** WHAT IS EXPECTED **
Your answer should consist only of the lines below from the one with "-> Result<Json<Vec<TranscriptEntry>>, ApiError>" through the one with "a live call.", copied exactly.

** DATA SECTION **
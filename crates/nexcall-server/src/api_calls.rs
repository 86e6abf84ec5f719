//! Administrative call API: list, inspect, place, update and control calls.

use crate::api::{with_conn, ApiError};
use crate::AppState;
use axum::{
    extract::{rejection::JsonRejection, Extension, Json, Path, Query},
    http::StatusCode,
    response::{IntoResponse, Response},
};
use nexcall_calls::{CallRecord, CallStats, NewCall, TranscriptEntry, UpdateCallParams};
use nexcall_telephony::{ProviderCall, ProviderRecording, TelephonyError};
use nexcall_types::{CallDirection, CallStatus};
use serde::{Deserialize, Serialize};
use std::sync::Arc;

const DEFAULT_PAGE: u32 = 1;
const DEFAULT_LIMIT: u32 = 10;
const MAX_LIMIT: u32 = 100;

/// Query parameters for `GET /api/calls`.
#[derive(Debug, Default, Deserialize)]
pub struct CallsQuery {
    /// Internal call id. When present the other parameters are ignored.
    pub id: Option<String>,
    pub page: Option<String>,
    pub limit: Option<String>,
}

/// A stored call, plus live provider data when it could be fetched.
#[derive(Debug, Serialize)]
pub struct CallDetails {
    #[serde(flatten)]
    pub call: CallRecord,
    #[serde(rename = "twilioDetails", skip_serializing_if = "Option::is_none")]
    pub twilio_details: Option<ProviderCall>,
}

/// Request body for `POST /api/calls`.
#[derive(Debug, Deserialize)]
pub struct CreateCallRequest {
    pub to: Option<String>,
    /// Defaults to the configured caller id.
    pub from: Option<String>,
    /// Defaults to this server's webhook URL.
    #[serde(rename = "callbackUrl")]
    pub callback_url: Option<String>,
}

/// Request body for `PUT /api/calls`.
#[derive(Debug, Deserialize)]
pub struct UpdateCallRequest {
    #[serde(rename = "callSid")]
    pub call_sid: Option<String>,
    pub status: Option<String>,
    pub transcript: Option<String>,
}

fn parse_positive(name: &str, value: Option<&str>, default: u32) -> Result<u32, ApiError> {
    match value.map(str::trim).filter(|v| !v.is_empty()) {
        None => Ok(default),
        Some(raw) => match raw.parse::<u32>() {
            Ok(n) if n > 0 => Ok(n),
            _ => Err(ApiError::BadRequest(format!(
                "{} must be a positive integer",
                name
            ))),
        },
    }
}

fn non_empty(value: Option<String>) -> Option<String> {
    value.filter(|v| !v.trim().is_empty())
}

fn provider_error(e: TelephonyError) -> ApiError {
    match e {
        TelephonyError::Provider { status: 404, message } => ApiError::NotFound(message),
        other => ApiError::BadGateway(other.to_string()),
    }
}

/// Handler for `GET /api/calls`.
///
/// With `id`, returns that call enriched with live provider data; if the
/// provider cannot be reached the stored record is returned alone.
/// Otherwise returns a page of calls, newest first.
pub async fn get_calls_handler(
    Extension(state): Extension<Arc<AppState>>,
    Query(query): Query<CallsQuery>,
) -> Result<Response, ApiError> {
    if let Some(id) = non_empty(query.id) {
        let call = with_conn(&state.pool, move |conn| nexcall_calls::get_call(conn, &id)).await?;

        let twilio_details = match state.telephony.fetch_call(&call.twilio_sid).await {
            Ok(details) => Some(details),
            Err(e) => {
                tracing::warn!(
                    call_sid = %call.twilio_sid,
                    error = %e,
                    "provider lookup failed, serving stored call"
                );
                None
            }
        };
        return Ok(Json(CallDetails {
            call,
            twilio_details,
        })
        .into_response());
    }

    let page = parse_positive("page", query.page.as_deref(), DEFAULT_PAGE)?;
    let limit = parse_positive("limit", query.limit.as_deref(), DEFAULT_LIMIT)?.min(MAX_LIMIT);

    let calls = with_conn(&state.pool, move |conn| {
        nexcall_calls::list_calls(conn, page, limit)
    })
    .await?;
    Ok(Json(calls).into_response())
}

/// Handler for `POST /api/calls`: places an outbound call and records it.
pub async fn create_call_handler(
    Extension(state): Extension<Arc<AppState>>,
    payload: Result<Json<CreateCallRequest>, JsonRejection>,
) -> Result<(StatusCode, Json<CallRecord>), ApiError> {
    let Json(payload) = payload.map_err(|e| ApiError::BadRequest(e.body_text()))?;

    let to = non_empty(payload.to)
        .ok_or_else(|| ApiError::BadRequest("to is required".to_string()))?;
    let from = non_empty(payload.from)
        .or_else(|| non_empty(Some(state.caller_id.clone())))
        .ok_or_else(|| ApiError::BadRequest("from is required".to_string()))?;
    let callback_url =
        non_empty(payload.callback_url).unwrap_or_else(|| state.webhook_url.clone());

    let placed = state
        .telephony
        .initiate_call(&to, &from, &callback_url)
        .await
        .map_err(provider_error)?;

    let new_call = NewCall {
        twilio_sid: placed.sid.clone(),
        to: placed.to.clone().unwrap_or(to),
        from: placed.from.clone().unwrap_or(from),
        status: placed.status,
        direction: placed.direction.unwrap_or(CallDirection::Outbound),
    };
    let call = with_conn(&state.pool, move |conn| {
        nexcall_calls::insert_call(conn, &new_call)
    })
    .await?;

    tracing::info!(call_id = %call.id, call_sid = %call.twilio_sid, "outbound call created");
    Ok((StatusCode::CREATED, Json(call)))
}

/// Handler for `PUT /api/calls`: updates status and/or transcript by call sid.
pub async fn update_call_handler(
    Extension(state): Extension<Arc<AppState>>,
    payload: Result<Json<UpdateCallRequest>, JsonRejection>,
) -> Result<Json<CallRecord>, ApiError> {
    let Json(payload) = payload.map_err(|e| ApiError::BadRequest(e.body_text()))?;

    let call_sid = non_empty(payload.call_sid)
        .ok_or_else(|| ApiError::BadRequest("callSid is required".to_string()))?;
    let status = non_empty(payload.status)
        .map(|s| {
            s.parse::<CallStatus>()
                .map_err(|_| ApiError::BadRequest(format!("unknown call status: {}", s)))
        })
        .transpose()?;
    let updates = UpdateCallParams {
        status,
        transcript: non_empty(payload.transcript),
    };

    let call = with_conn(&state.pool, move |conn| {
        nexcall_calls::update_call(conn, &call_sid, &updates)
    })
    .await?;
    Ok(Json(call))
}

/// Handler for `GET /api/calls/stats`.
pub async fn call_stats_handler(
    Extension(state): Extension<Arc<AppState>>,
) -> Result<Json<CallStats>, ApiError> {
    let stats = with_conn(&state.pool, nexcall_calls::call_stats).await?;
    Ok(Json(stats))
}

/// Handler for `GET /api/calls/{id}/conversation`.
pub async fn call_conversation_handler(
    Extension(state): Extension<Arc<AppState>>,
    Path(id): Path<String>,
) -> Result<Json<Vec<TranscriptEntry>>, ApiError> {
    let entries = with_conn(&state.pool, move |conn| {
        let call = nexcall_calls::get_call(conn, &id)?;
        nexcall_calls::list_transcript_entries(conn, &call.twilio_sid)
    })
    .await?;
    Ok(Json(entries))
}

/// Handler for `POST /api/calls/{id}/end`: hangs up a live call.
pub async fn end_call_handler(
    Extension(state): Extension<Arc<AppState>>,
    Path(id): Path<String>,
) -> Result<Json<CallRecord>, ApiError> {
    let call = with_conn(&state.pool, move |conn| nexcall_calls::get_call(conn, &id)).await?;
    let ended = state
        .telephony
        .end_call(&call.twilio_sid)
        .await
        .map_err(provider_error)?;

    let updates = UpdateCallParams {
        status: Some(ended.status),
        transcript: None,
    };
    let call_sid = call.twilio_sid;
    let call = with_conn(&state.pool, move |conn| {
        nexcall_calls::update_call(conn, &call_sid, &updates)
    })
    .await?;
    tracing::info!(call_sid = %call.twilio_sid, "call ended by operator");
    Ok(Json(call))
}

/// Handler for `POST /api/calls/{id}/recording`.
pub async fn start_recording_handler(
    Extension(state): Extension<Arc<AppState>>,
    Path(id): Path<String>,
) -> Result<(StatusCode, Json<ProviderRecording>), ApiError> {
    let call = with_conn(&state.pool, move |conn| nexcall_calls::get_call(conn, &id)).await?;
    let recording = state
        .telephony
        .start_recording(&call.twilio_sid)
        .await
        .map_err(provider_error)?;
    Ok((StatusCode::CREATED, Json(recording)))
}

#[cfg(test)]
mod tests {
    use super::*;

    #[test]
    fn page_parameters() {
        assert_eq!(parse_positive("page", None, 1).unwrap(), 1);
        assert_eq!(parse_positive("page", Some(" "), 1).unwrap(), 1);
        assert_eq!(parse_positive("limit", Some("25"), 10).unwrap(), 25);
        assert!(parse_positive("limit", Some("0"), 10).is_err());
        assert!(parse_positive("limit", Some("-3"), 10).is_err());
        assert!(parse_positive("page", Some("abc"), 1).is_err());
    }

    #[test]
    fn provider_not_found_maps_to_404() {
        let err = provider_error(TelephonyError::Provider {
            status: 404,
            message: "missing".into(),
        });
        assert!(matches!(err, ApiError::NotFound(_)));
        assert!(matches!(
            provider_error(TelephonyError::NotConfigured),
            ApiError::BadGateway(_)
        ));
    }
}
use thiserror::Error;

#[derive(Error, Debug)]
pub enum TelephonyError {
    #[error("telephony request failed: {0}")]
    Http(#[from] reqwest::Error),

    #[error("telephony provider returned {status}: {message}")]
    Provider { status: u16, message: String },

    #[error("unexpected provider payload: {0}")]
    Payload(String),

    #[error("telephony provider is not configured")]
    NotConfigured,
}
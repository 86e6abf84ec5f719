use thiserror::Error;

#[derive(Error, Debug)]
pub enum AgentError {
    #[error("chat backend request failed: {0}")]
    Http(#[from] reqwest::Error),

    #[error("chat backend returned {status}: {body}")]
    Upstream { status: u16, body: String },

    #[error("invalid configuration: {0}")]
    Config(String),
}
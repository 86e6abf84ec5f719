//! Row types for the `calls` and `call_conversations` tables.

use nexcall_types::{CallDirection, CallStatus, Role};
use serde::{Deserialize, Serialize};

/// A persisted phone call.
#[derive(Debug, Clone, PartialEq, Serialize, Deserialize)]
#[serde(rename_all = "camelCase")]
pub struct CallRecord {
    /// Internal identifier (UUID).
    pub id: String,
    /// Provider-assigned call identifier.
    pub twilio_sid: String,
    pub to: Option<String>,
    pub from: Option<String>,
    pub status: CallStatus,
    pub direction: CallDirection,
    /// Duration in seconds, once known.
    pub duration: Option<i64>,
    pub recording_url: Option<String>,
    /// Final conversation summary written when the call ends.
    pub transcript: Option<String>,
    pub agent_id: Option<String>,
    pub created_at: String,
    pub updated_at: String,
}

/// One persisted conversation turn.
#[derive(Debug, Clone, PartialEq, Eq, Serialize, Deserialize)]
#[serde(rename_all = "camelCase")]
pub struct TranscriptEntry {
    pub id: String,
    pub call_sid: String,
    pub role: Role,
    pub content: String,
    pub timestamp: String,
}

/// Addressing info carried by provider events.
#[derive(Debug, Clone, Default, PartialEq, Eq)]
pub struct CallParties {
    pub from: Option<String>,
    pub to: Option<String>,
}

/// Parameters for recording a call created through the provider API.
#[derive(Debug, Clone)]
pub struct NewCall {
    pub twilio_sid: String,
    pub to: String,
    pub from: String,
    pub status: CallStatus,
    pub direction: CallDirection,
}

/// Partial update applied by the administrative API.
#[derive(Debug, Clone, Default)]
pub struct UpdateCallParams {
    pub status: Option<CallStatus>,
    pub transcript: Option<String>,
}

/// Aggregate figures for the dashboard.
#[derive(Debug, Clone, PartialEq, Serialize, Deserialize)]
#[serde(rename_all = "camelCase")]
pub struct CallStats {
    pub total_calls: i64,
    pub calls_today: i64,
    /// Mean duration in seconds over calls with a known duration.
    pub average_duration_secs: Option<f64>,
    /// Share of terminal calls that completed, in percent.
    pub success_rate: Option<f64>,
}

** RESULT OF THIS EXERCISE **
) -> Result<Json<Vec<TranscriptEntry>>, ApiError> {
    let entries = with_conn(&state.pool, move |conn| {
        let call = nexcall_calls::get_call(conn, &id)?;
        nexcall_calls::list_transcript_entries(conn, &call.twilio_sid)
    })
    .await?;
    Ok(Json(entries))
}

/// Handler for `POST /api/calls/{id}/end`: hangs up a live call.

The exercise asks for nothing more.